__TASK TO COMPLETE__:
The following data has a line with "#[derive(Debug, Clone, Serialize)]" and a line with "explanation, possibly empty.". Write out exactly those lines and all the lines between them.

__STUDY MATERIAL__:
=====

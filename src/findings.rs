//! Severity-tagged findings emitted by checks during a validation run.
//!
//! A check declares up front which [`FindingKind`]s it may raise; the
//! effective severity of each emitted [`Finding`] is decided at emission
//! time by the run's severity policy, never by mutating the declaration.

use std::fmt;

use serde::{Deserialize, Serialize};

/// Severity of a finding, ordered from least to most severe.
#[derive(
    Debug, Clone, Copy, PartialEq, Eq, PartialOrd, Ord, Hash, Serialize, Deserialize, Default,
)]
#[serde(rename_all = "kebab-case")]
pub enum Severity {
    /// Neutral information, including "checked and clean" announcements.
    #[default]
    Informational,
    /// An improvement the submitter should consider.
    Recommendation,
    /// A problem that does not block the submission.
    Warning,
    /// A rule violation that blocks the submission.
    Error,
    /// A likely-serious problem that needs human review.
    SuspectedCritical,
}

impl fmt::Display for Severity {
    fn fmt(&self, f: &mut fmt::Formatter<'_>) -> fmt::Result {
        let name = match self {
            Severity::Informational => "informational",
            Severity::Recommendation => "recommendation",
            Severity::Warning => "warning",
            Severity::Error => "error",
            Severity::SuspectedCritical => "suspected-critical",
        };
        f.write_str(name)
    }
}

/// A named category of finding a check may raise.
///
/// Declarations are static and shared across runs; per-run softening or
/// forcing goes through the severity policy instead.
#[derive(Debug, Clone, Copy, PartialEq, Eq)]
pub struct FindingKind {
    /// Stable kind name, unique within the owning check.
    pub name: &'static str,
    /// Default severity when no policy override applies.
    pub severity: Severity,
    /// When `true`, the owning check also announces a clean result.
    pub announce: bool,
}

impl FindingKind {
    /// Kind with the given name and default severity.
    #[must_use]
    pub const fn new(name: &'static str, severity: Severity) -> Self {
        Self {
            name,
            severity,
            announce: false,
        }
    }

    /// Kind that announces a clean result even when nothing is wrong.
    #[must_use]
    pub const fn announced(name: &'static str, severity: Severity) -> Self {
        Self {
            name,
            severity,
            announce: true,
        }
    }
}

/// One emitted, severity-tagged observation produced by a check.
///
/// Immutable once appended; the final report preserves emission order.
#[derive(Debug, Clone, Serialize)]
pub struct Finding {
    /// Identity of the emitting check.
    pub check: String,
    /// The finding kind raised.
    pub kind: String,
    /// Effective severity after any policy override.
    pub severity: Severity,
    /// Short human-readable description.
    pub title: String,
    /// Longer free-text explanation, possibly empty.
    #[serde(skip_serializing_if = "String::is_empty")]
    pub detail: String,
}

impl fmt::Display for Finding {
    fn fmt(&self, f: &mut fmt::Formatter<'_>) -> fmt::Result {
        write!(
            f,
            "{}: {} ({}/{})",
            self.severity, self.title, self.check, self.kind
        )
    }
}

=====

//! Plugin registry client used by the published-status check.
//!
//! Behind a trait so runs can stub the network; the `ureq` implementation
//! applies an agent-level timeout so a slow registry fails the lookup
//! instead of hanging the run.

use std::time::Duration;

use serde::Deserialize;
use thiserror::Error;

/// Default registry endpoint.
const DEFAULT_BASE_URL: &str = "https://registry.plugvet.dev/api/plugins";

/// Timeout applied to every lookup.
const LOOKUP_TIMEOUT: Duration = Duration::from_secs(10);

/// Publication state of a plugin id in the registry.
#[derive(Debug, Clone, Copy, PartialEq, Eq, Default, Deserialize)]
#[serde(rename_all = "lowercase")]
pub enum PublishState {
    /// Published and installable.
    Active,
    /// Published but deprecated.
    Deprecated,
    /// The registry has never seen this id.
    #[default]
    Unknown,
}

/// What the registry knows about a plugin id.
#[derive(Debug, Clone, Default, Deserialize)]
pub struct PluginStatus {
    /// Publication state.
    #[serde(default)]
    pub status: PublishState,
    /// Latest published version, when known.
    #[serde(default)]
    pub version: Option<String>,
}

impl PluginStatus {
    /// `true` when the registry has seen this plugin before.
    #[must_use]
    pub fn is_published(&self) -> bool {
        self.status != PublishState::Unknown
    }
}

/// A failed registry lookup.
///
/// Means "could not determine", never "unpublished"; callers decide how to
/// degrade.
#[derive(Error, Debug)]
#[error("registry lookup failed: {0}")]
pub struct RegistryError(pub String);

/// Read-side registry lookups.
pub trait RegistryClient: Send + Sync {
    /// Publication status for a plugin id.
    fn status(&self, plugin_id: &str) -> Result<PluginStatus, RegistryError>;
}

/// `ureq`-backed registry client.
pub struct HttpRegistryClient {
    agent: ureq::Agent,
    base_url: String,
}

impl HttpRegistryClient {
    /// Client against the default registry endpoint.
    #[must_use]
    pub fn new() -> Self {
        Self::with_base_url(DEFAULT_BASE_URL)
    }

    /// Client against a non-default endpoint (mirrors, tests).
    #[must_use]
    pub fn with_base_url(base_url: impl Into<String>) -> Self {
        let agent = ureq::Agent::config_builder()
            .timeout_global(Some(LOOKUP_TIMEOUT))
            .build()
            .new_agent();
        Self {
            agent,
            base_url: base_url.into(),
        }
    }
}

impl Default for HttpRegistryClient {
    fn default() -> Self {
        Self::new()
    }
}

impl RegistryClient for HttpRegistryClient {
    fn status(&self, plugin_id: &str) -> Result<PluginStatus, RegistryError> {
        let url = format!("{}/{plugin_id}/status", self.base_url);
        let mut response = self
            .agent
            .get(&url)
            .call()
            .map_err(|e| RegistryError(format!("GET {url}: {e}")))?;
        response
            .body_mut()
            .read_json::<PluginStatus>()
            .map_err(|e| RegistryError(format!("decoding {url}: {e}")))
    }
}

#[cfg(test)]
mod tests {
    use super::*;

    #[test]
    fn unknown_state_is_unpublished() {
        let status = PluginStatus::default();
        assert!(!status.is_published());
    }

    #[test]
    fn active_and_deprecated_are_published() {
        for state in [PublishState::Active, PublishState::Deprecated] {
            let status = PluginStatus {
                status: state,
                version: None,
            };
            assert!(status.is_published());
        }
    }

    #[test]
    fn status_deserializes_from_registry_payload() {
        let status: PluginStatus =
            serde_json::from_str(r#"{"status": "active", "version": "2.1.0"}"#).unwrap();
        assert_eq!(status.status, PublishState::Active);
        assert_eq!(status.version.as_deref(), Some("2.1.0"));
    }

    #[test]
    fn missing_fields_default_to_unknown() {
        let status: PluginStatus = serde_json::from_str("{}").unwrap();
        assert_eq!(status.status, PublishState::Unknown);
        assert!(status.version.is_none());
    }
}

=====

__EXERCISE ANSWER__:
#[derive(Debug, Clone, Serialize)]
pub struct Finding {
    /// Identity of the emitting check.
    pub check: String,
    /// The finding kind raised.
    pub kind: String,
    /// Effective severity after any policy override.
    pub severity: Severity,
    /// Short human-readable description.
    pub title: String,
    /// Longer free-text explanation, possibly empty.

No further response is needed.